# EXERCISE DETAILS:
Would you please repeat the data that follows, exactly as it reads?

# Saved entries:
= Beginning of Section =

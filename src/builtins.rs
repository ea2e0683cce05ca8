// ABOUTME: The twelve primitive binary operators of the language

use crate::error::{ErrorKind, EvalError};

/// Primitive binary operators. Operands are always variable names resolved
/// through the environment; every operator maps two integers to one.
///
/// The name set is frozen: these twelve identifiers are reserved and a user
/// function may not shadow them.
#[derive(Debug, Clone, Copy, PartialEq, Eq)]
pub enum Builtin {
    Add,
    Sub,
    Mul,
    Div,
    Lt,
    Gt,
    Eq,
    Leq,
    Geq,
    And,
    Or,
    Nand,
}

impl Builtin {
    /// Looks up an operator by its source-level name.
    pub fn from_name(name: &str) -> Option<Builtin> {
        match name {
            "add" => Some(Builtin::Add),
            "sub" => Some(Builtin::Sub),
            "mul" => Some(Builtin::Mul),
            "div" => Some(Builtin::Div),
            "lt" => Some(Builtin::Lt),
            "gt" => Some(Builtin::Gt),
            "eq" => Some(Builtin::Eq),
            "leq" => Some(Builtin::Leq),
            "geq" => Some(Builtin::Geq),
            "and" => Some(Builtin::And),
            "or" => Some(Builtin::Or),
            "nand" => Some(Builtin::Nand),
            _ => None,
        }
    }

    /// Applies the operator to two integers. Division truncates toward
    /// zero; a zero divisor and `i64` overflow trap as runtime errors.
    /// Comparisons and logic operators yield 1 or 0.
    pub fn apply(self, left: i64, right: i64) -> Result<i64, EvalError> {
        let trap = EvalError::Raised(ErrorKind::Runtime);
        match self {
            Builtin::Add => left.checked_add(right).ok_or(trap),
            Builtin::Sub => left.checked_sub(right).ok_or(trap),
            Builtin::Mul => left.checked_mul(right).ok_or(trap),
            Builtin::Div => {
                if right == 0 {
                    return Err(trap);
                }
                left.checked_div(right).ok_or(trap)
            }
            Builtin::Lt => Ok((left < right) as i64),
            Builtin::Gt => Ok((left > right) as i64),
            Builtin::Eq => Ok((left == right) as i64),
            Builtin::Leq => Ok((left <= right) as i64),
            Builtin::Geq => Ok((left >= right) as i64),
            Builtin::And => Ok((left != 0 && right != 0) as i64),
            Builtin::Or => Ok((left != 0 || right != 0) as i64),
            Builtin::Nand => Ok((!(left != 0 && right != 0)) as i64),
        }
    }
}

/// True iff `name` is reserved for a primitive operator.
pub fn is_builtin(name: &str) -> bool {
    Builtin::from_name(name).is_some()
}

#[cfg(test)]
mod tests {
    use super::*;

    fn apply(name: &str, left: i64, right: i64) -> Result<i64, EvalError> {
        Builtin::from_name(name).unwrap().apply(left, right)
    }

    #[test]
    fn test_arithmetic() {
        assert_eq!(apply("add", 2, 3), Ok(5));
        assert_eq!(apply("sub", 2, 3), Ok(-1));
        assert_eq!(apply("mul", -4, 3), Ok(-12));
        assert_eq!(apply("div", 7, 2), Ok(3));
    }

    #[test]
    fn test_division_truncates_toward_zero() {
        assert_eq!(apply("div", -7, 2), Ok(-3));
        assert_eq!(apply("div", 7, -2), Ok(-3));
    }

    #[test]
    fn test_division_by_zero_traps() {
        assert_eq!(
            apply("div", 1, 0),
            Err(EvalError::Raised(ErrorKind::Runtime))
        );
    }

    #[test]
    fn test_overflow_traps() {
        let runtime = Err(EvalError::Raised(ErrorKind::Runtime));
        assert_eq!(apply("add", i64::MAX, 1), runtime);
        assert_eq!(apply("sub", i64::MIN, 1), runtime);
        assert_eq!(apply("mul", i64::MAX, 2), runtime);
        assert_eq!(apply("div", i64::MIN, -1), runtime);
    }

    #[test]
    fn test_comparisons() {
        assert_eq!(apply("lt", 1, 2), Ok(1));
        assert_eq!(apply("lt", 2, 2), Ok(0));
        assert_eq!(apply("gt", 3, 2), Ok(1));
        assert_eq!(apply("eq", 2, 2), Ok(1));
        assert_eq!(apply("eq", 2, 3), Ok(0));
        assert_eq!(apply("leq", 2, 2), Ok(1));
        assert_eq!(apply("leq", 3, 2), Ok(0));
        assert_eq!(apply("geq", 2, 2), Ok(1));
        assert_eq!(apply("geq", 1, 2), Ok(0));
    }

    #[test]
    fn test_logic() {
        assert_eq!(apply("and", 5, -1), Ok(1));
        assert_eq!(apply("and", 5, 0), Ok(0));
        assert_eq!(apply("or", 0, 3), Ok(1));
        assert_eq!(apply("or", 0, 0), Ok(0));
        assert_eq!(apply("nand", 5, 3), Ok(0));
        assert_eq!(apply("nand", 5, 0), Ok(1));
        assert_eq!(apply("nand", 0, 0), Ok(1));
    }

    #[test]
    fn test_reserved_names() {
        for name in [
            "add", "sub", "mul", "div", "lt", "gt", "eq", "leq", "geq", "and", "or", "nand",
        ] {
            assert!(is_builtin(name), "{name} should be reserved");
        }
        assert!(!is_builtin("xor"));
        assert!(!is_builtin("if"));
        assert!(!is_builtin("def"));
    }
}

= End of Section =

# TASK RESULT:
filename src/builtins.rs
repository ea2e0683cce05ca8
// ABOUTME: The twelve primitive binary operators of the language

use crate::error::{ErrorKind, EvalError};

/// Primitive binary operators. Operands are always variable names resolved
/// through the environment; every operator maps two integers to one.
///
/// The name set is frozen: these twelve identifiers are reserved and a user
/// function may not shadow them.
#[derive(Debug, Clone, Copy, PartialEq, Eq)]
pub enum Builtin {
    Add,
    Sub,
    Mul,
    Div,
    Lt,
    Gt,
    Eq,
    Leq,
    Geq,
    And,
    Or,
    Nand,
}

impl Builtin {
    /// Looks up an operator by its source-level name.
    pub fn from_name(name: &str) -> Option<Builtin> {
        match name {
            "add" => Some(Builtin::Add),
            "sub" => Some(Builtin::Sub),
            "mul" => Some(Builtin::Mul),
            "div" => Some(Builtin::Div),
            "lt" => Some(Builtin::Lt),
            "gt" => Some(Builtin::Gt),
            "eq" => Some(Builtin::Eq),
            "leq" => Some(Builtin::Leq),
            "geq" => Some(Builtin::Geq),
            "and" => Some(Builtin::And),
            "or" => Some(Builtin::Or),
            "nand" => Some(Builtin::Nand),
            _ => None,
        }
    }

    /// Applies the operator to two integers. Division truncates toward
    /// zero; a zero divisor and `i64` overflow trap as runtime errors.
    /// Comparisons and logic operators yield 1 or 0.
    pub fn apply(self, left: i64, right: i64) -> Result<i64, EvalError> {
        let trap = EvalError::Raised(ErrorKind::Runtime);
        match self {
            Builtin::Add => left.checked_add(right).ok_or(trap),
            Builtin::Sub => left.checked_sub(right).ok_or(trap),
            Builtin::Mul => left.checked_mul(right).ok_or(trap),
            Builtin::Div => {
                if right == 0 {
                    return Err(trap);
                }
                left.checked_div(right).ok_or(trap)
            }
            Builtin::Lt => Ok((left < right) as i64),
            Builtin::Gt => Ok((left > right) as i64),
            Builtin::Eq => Ok((left == right) as i64),
            Builtin::Leq => Ok((left <= right) as i64),
            Builtin::Geq => Ok((left >= right) as i64),
            Builtin::And => Ok((left != 0 && right != 0) as i64),
            Builtin::Or => Ok((left != 0 || right != 0) as i64),
            Builtin::Nand => Ok((!(left != 0 && right != 0)) as i64),
        }
    }
}

/// True iff `name` is reserved for a primitive operator.
pub fn is_builtin(name: &str) -> bool {
    Builtin::from_name(name).is_some()
}

#[cfg(test)]
mod tests {
    use super::*;

    fn apply(name: &str, left: i64, right: i64) -> Result<i64, EvalError> {
        Builtin::from_name(name).unwrap().apply(left, right)
    }

    #[test]
    fn test_arithmetic() {
        assert_eq!(apply("add", 2, 3), Ok(5));
        assert_eq!(apply("sub", 2, 3), Ok(-1));
        assert_eq!(apply("mul", -4, 3), Ok(-12));
        assert_eq!(apply("div", 7, 2), Ok(3));
    }

    #[test]
    fn test_division_truncates_toward_zero() {
        assert_eq!(apply("div", -7, 2), Ok(-3));
        assert_eq!(apply("div", 7, -2), Ok(-3));
    }

    #[test]
    fn test_division_by_zero_traps() {
        assert_eq!(
            apply("div", 1, 0),
            Err(EvalError::Raised(ErrorKind::Runtime))
        );
    }

    #[test]
    fn test_overflow_traps() {
        let runtime = Err(EvalError::Raised(ErrorKind::Runtime));
        assert_eq!(apply("add", i64::MAX, 1), runtime);
        assert_eq!(apply("sub", i64::MIN, 1), runtime);
        assert_eq!(apply("mul", i64::MAX, 2), runtime);
        assert_eq!(apply("div", i64::MIN, -1), runtime);
    }

    #[test]
    fn test_comparisons() {
        assert_eq!(apply("lt", 1, 2), Ok(1));
        assert_eq!(apply("lt", 2, 2), Ok(0));
        assert_eq!(apply("gt", 3, 2), Ok(1));
        assert_eq!(apply("eq", 2, 2), Ok(1));
        assert_eq!(apply("eq", 2, 3), Ok(0));
        assert_eq!(apply("leq", 2, 2), Ok(1));
        assert_eq!(apply("leq", 3, 2), Ok(0));
        assert_eq!(apply("geq", 2, 2), Ok(1));
        assert_eq!(apply("geq", 1, 2), Ok(0));
    }

    #[test]
    fn test_logic() {
        assert_eq!(apply("and", 5, -1), Ok(1));
        assert_eq!(apply("and", 5, 0), Ok(0));
        assert_eq!(apply("or", 0, 3), Ok(1));
        assert_eq!(apply("or", 0, 0), Ok(0));
        assert_eq!(apply("nand", 5, 3), Ok(0));
        assert_eq!(apply("nand", 5, 0), Ok(1));
        assert_eq!(apply("nand", 0, 0), Ok(1));
    }

    #[test]
    fn test_reserved_names() {
        for name in [
            "add", "sub", "mul", "div", "lt", "gt", "eq", "leq", "geq", "and", "or", "nand",
        ] {
            assert!(is_builtin(name), "{name} should be reserved");
        }
        assert!(!is_builtin("xor"));
        assert!(!is_builtin("if"));
        assert!(!is_builtin("def"));
    }
}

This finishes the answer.